Author : Brian P. Owensby
Publisher : Stanford University Press
Page : 513 pages
File Size : 28,81 MB
Release : 2021-12-21
Category : History
ISBN : 1503628345
In the centuries before Europeans crossed the Atlantic, social and material relations among the indigenous Guaraní people of present-day Paraguay were based on reciprocal gift-giving. But the Spanish and Portuguese newcomers who arrived in the sixteenth century seemed interested in the Guaraní only to advance their own interests, either through material exchange or by getting the Guaraní to serve them. This book tells the story of how Europeans felt empowered to pursue individual gain in the New World, and how the Guaraní people confronted this challenge to their very way of being. Although neither Guaraní nor Europeans were positioned to grasp the larger meaning of the moment, their meeting was part of a global sea change in human relations and the nature of economic exchange. Brian P. Owensby uses the centuries-long encounter between Europeans and the indigenous people of South America to reframe the notion of economic gain as a historical development rather than a matter of human nature. Owensby argues that gain—the pursuit of individual, material self-interest—must be understood as a global development that transformed the lives of Europeans and non-Europeans, wherever these two encountered each other in the great European expansion spanning the sixteenth to nineteenth centuries.
Author : Massimo Livi Bacci
Publisher : Polity
Page : 367 pages
File Size : 25,42 MB
Release : 2008-01-08
Category : History
ISBN : 074564001X
The author shows how not only the 'imported' diseases but also a series of economic and social factors played a role in the disastrous decline on the native populations in the Americas.
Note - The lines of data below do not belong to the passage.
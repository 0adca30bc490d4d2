// wardrobe/src/domain/entity.rs
use std::collections::BTreeMap;
use std::fmt;

use chrono::{DateTime, Utc};
use derive_builder::Builder;
use serde::{Deserialize, Serialize};

use crate::domain::error::{DomainError, DomainResult};
use crate::domain::facet::{Facet, TagSet};
use crate::domain::tags::{ClothingTags, FacetTags, OutfitTags};
use crate::domain::vocabulary::TagVocabulary;

/// Identifier of an entity, unique within its store
#[derive(Debug, Clone, PartialEq, Eq, Hash, PartialOrd, Ord, Serialize, Deserialize)]
#[serde(transparent)]
pub struct EntityId(String);

impl EntityId {
    pub fn new<S: Into<String>>(id: S) -> Self {
        Self(id.into())
    }

    pub fn as_str(&self) -> &str {
        &self.0
    }
}

impl fmt::Display for EntityId {
    fn fmt(&self, f: &mut fmt::Formatter<'_>) -> fmt::Result {
        write!(f, "{}", self.0)
    }
}

impl From<&str> for EntityId {
    fn from(id: &str) -> Self {
        Self::new(id)
    }
}

impl From<String> for EntityId {
    fn from(id: String) -> Self {
        Self(id)
    }
}

#[derive(Debug, Clone, Copy, PartialEq, Eq, Hash)]
pub enum EntityKind {
    Clothing,
    Outfit,
}

impl EntityKind {
    /// Key the collection of this kind is persisted under
    pub fn storage_key(&self) -> &'static str {
        match self {
            EntityKind::Clothing => "clothing",
            EntityKind::Outfit => "outfits",
        }
    }
}

impl fmt::Display for EntityKind {
    fn fmt(&self, f: &mut fmt::Formatter<'_>) -> fmt::Result {
        match self {
            EntityKind::Clothing => write!(f, "clothing"),
            EntityKind::Outfit => write!(f, "outfit"),
        }
    }
}

/// A photographed item tagged along the facets of its kind
#[derive(Builder, Debug, Clone, PartialEq, Serialize, Deserialize)]
#[builder(setter(into))]
#[serde(bound = "")]
pub struct TaggedEntity<T: FacetTags> {
    #[builder(setter(strip_option), default)]
    pub id: Option<EntityId>,
    /// Opaque reference to the photo, never interpreted
    pub image: String,
    #[builder(default)]
    #[serde(default)]
    pub description: String,
    #[builder(default)]
    #[serde(default)]
    pub tags: T,
    #[builder(default = "Utc::now()")]
    pub created_at: DateTime<Utc>,
    #[builder(default = "Utc::now()")]
    pub updated_at: DateTime<Utc>,
}

pub type ClothingItem = TaggedEntity<ClothingTags>;
pub type OutfitItem = TaggedEntity<OutfitTags>;
pub type ClothingItemBuilder = TaggedEntityBuilder<ClothingTags>;
pub type OutfitItemBuilder = TaggedEntityBuilder<OutfitTags>;

impl<T: FacetTags> TaggedEntity<T> {
    pub fn new<S: Into<String>>(image: S, description: S, tags: T) -> Self {
        let now = Utc::now();
        Self {
            id: None,
            image: image.into(),
            description: description.into(),
            tags,
            created_at: now,
            updated_at: now,
        }
    }

    pub fn kind(&self) -> EntityKind {
        T::KIND
    }

    /// Image present and every tag legal for its facet
    pub fn validate(&self, vocabulary: &TagVocabulary<T::Facet>) -> DomainResult<()> {
        if self.image.trim().is_empty() {
            return Err(DomainError::Validation("an image is required".to_string()));
        }
        self.tags.validate(vocabulary)
    }

    /// Overwrite the fields present in `patch`, leaving the rest untouched
    pub fn apply(&mut self, patch: EntityPatch<T::Facet>) -> DomainResult<()> {
        if let Some(image) = patch.image {
            self.image = image;
        }
        if let Some(description) = patch.description {
            self.description = description;
        }
        for (facet, values) in patch.tags {
            self.tags.replace(facet, values)?;
        }
        self.updated_at = Utc::now();
        Ok(())
    }

    /// Equality ignoring store-assigned fields and timestamps
    pub fn same_content(&self, other: &Self) -> bool {
        self.image == other.image && self.description == other.description && self.tags == other.tags
    }
}

/// Partial update of an entity; absent fields stay as they are.
#[derive(Debug, Clone, PartialEq, Eq)]
pub struct EntityPatch<F: Facet> {
    pub image: Option<String>,
    pub description: Option<String>,
    /// Facets listed here have their whole selection replaced
    pub tags: BTreeMap<F, TagSet>,
}

impl<F: Facet> Default for EntityPatch<F> {
    fn default() -> Self {
        Self {
            image: None,
            description: None,
            tags: BTreeMap::new(),
        }
    }
}

impl<F: Facet> EntityPatch<F> {
    pub fn new() -> Self {
        Self::default()
    }

    pub fn image<S: Into<String>>(mut self, image: S) -> Self {
        self.image = Some(image.into());
        self
    }

    pub fn description<S: Into<String>>(mut self, description: S) -> Self {
        self.description = Some(description.into());
        self
    }

    pub fn facet<I, S>(mut self, facet: F, values: I) -> Self
    where
        I: IntoIterator<Item = S>,
        S: Into<String>,
    {
        self.tags
            .insert(facet, values.into_iter().map(Into::into).collect());
        self
    }

    pub fn is_empty(&self) -> bool {
        self.image.is_none() && self.description.is_none() && self.tags.is_empty()
    }
}

#[cfg(test)]
mod tests {
    use super::*;
    use crate::domain::facet::{ClothingFacet, OutfitFacet};

    fn clothing(image: &str) -> ClothingItem {
        let mut tags = ClothingTags::default();
        tags.color.insert("Red".to_string());
        ClothingItemBuilder::default()
            .image(image)
            .description("red scarf")
            .tags(tags)
            .build()
            .unwrap()
    }

    #[test]
    fn given_builder_without_image_when_build_then_validation_error() {
        let result: DomainResult<OutfitItem> = OutfitItemBuilder::default()
            .description("no picture")
            .build()
            .map_err(DomainError::from);
        assert!(matches!(result, Err(DomainError::Validation(msg)) if msg.contains("image")));
    }

    #[test]
    fn given_blank_image_when_validate_then_validation_error() {
        let item = clothing("  ");
        let result = item.validate(&TagVocabulary::default());
        assert!(matches!(result, Err(DomainError::Validation(_))));
        assert!(clothing("img1").validate(&TagVocabulary::default()).is_ok());
    }

    #[test]
    fn given_description_patch_when_apply_then_keeps_tags_and_image() {
        let mut item = clothing("img1");
        let before = item.clone();

        item.apply(EntityPatch::new().description("D2")).unwrap();

        assert_eq!(item.description, "D2");
        assert_eq!(item.tags, before.tags);
        assert_eq!(item.image, before.image);
        assert!(item.updated_at >= before.updated_at);
    }

    #[test]
    fn given_facet_patch_when_apply_then_replaces_only_that_facet() {
        let mut item = OutfitItem::new("img", "", OutfitTags::default());
        item.tags.style.insert("Casual".to_string());

        item.apply(EntityPatch::new().facet(OutfitFacet::Weather, ["Rain", "Wind"]))
            .unwrap();

        assert_eq!(item.tags.style.len(), 1);
        assert_eq!(item.tags.weather.len(), 2);
    }

    #[test]
    fn given_patch_with_two_sizes_when_apply_then_fails() {
        let mut item = clothing("img1");
        let result = item.apply(EntityPatch::new().facet(ClothingFacet::Size, ["S", "M"]));
        assert!(result.is_err());
    }

    #[test]
    fn given_entity_id_when_serialized_then_plain_string() {
        let id = EntityId::new("7");
        assert_eq!(serde_json::to_string(&id).unwrap(), "\"7\"");
        assert_eq!(EntityKind::Outfit.storage_key(), "outfits");
    }

    #[test]
    fn given_stored_json_when_deserialized_then_generic_entity_restored() {
        let json = r#"{
            "id": "3",
            "image": "file:///scarf.jpg",
            "tags": {"color": ["Red"], "size": "M"},
            "created_at": "2024-01-01T00:00:00Z",
            "updated_at": "2024-01-01T00:00:00Z"
        }"#;

        let item: ClothingItem = serde_json::from_str(json).unwrap();

        assert_eq!(item.id, Some(EntityId::new("3")));
        assert_eq!(item.description, "");
        assert!(item.tags.color.contains("Red"));
        assert_eq!(item.tags.size.as_deref(), Some("M"));
    }
}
Author : Charles A. Washburn
Publisher : BoD – Books on Demand
Page : 597 pages
File Size : 28,91 MB
Release : 2023-03-06
Category : Fiction
ISBN : 3382126990
Reprint of the original, first published in 1871. The publishing house Anatiposi publishes historical books as reprints. Due to their age, these books may have missing pages or inferior quality. Our aim is to preserve these books and make them available to the public so that they do not get lost.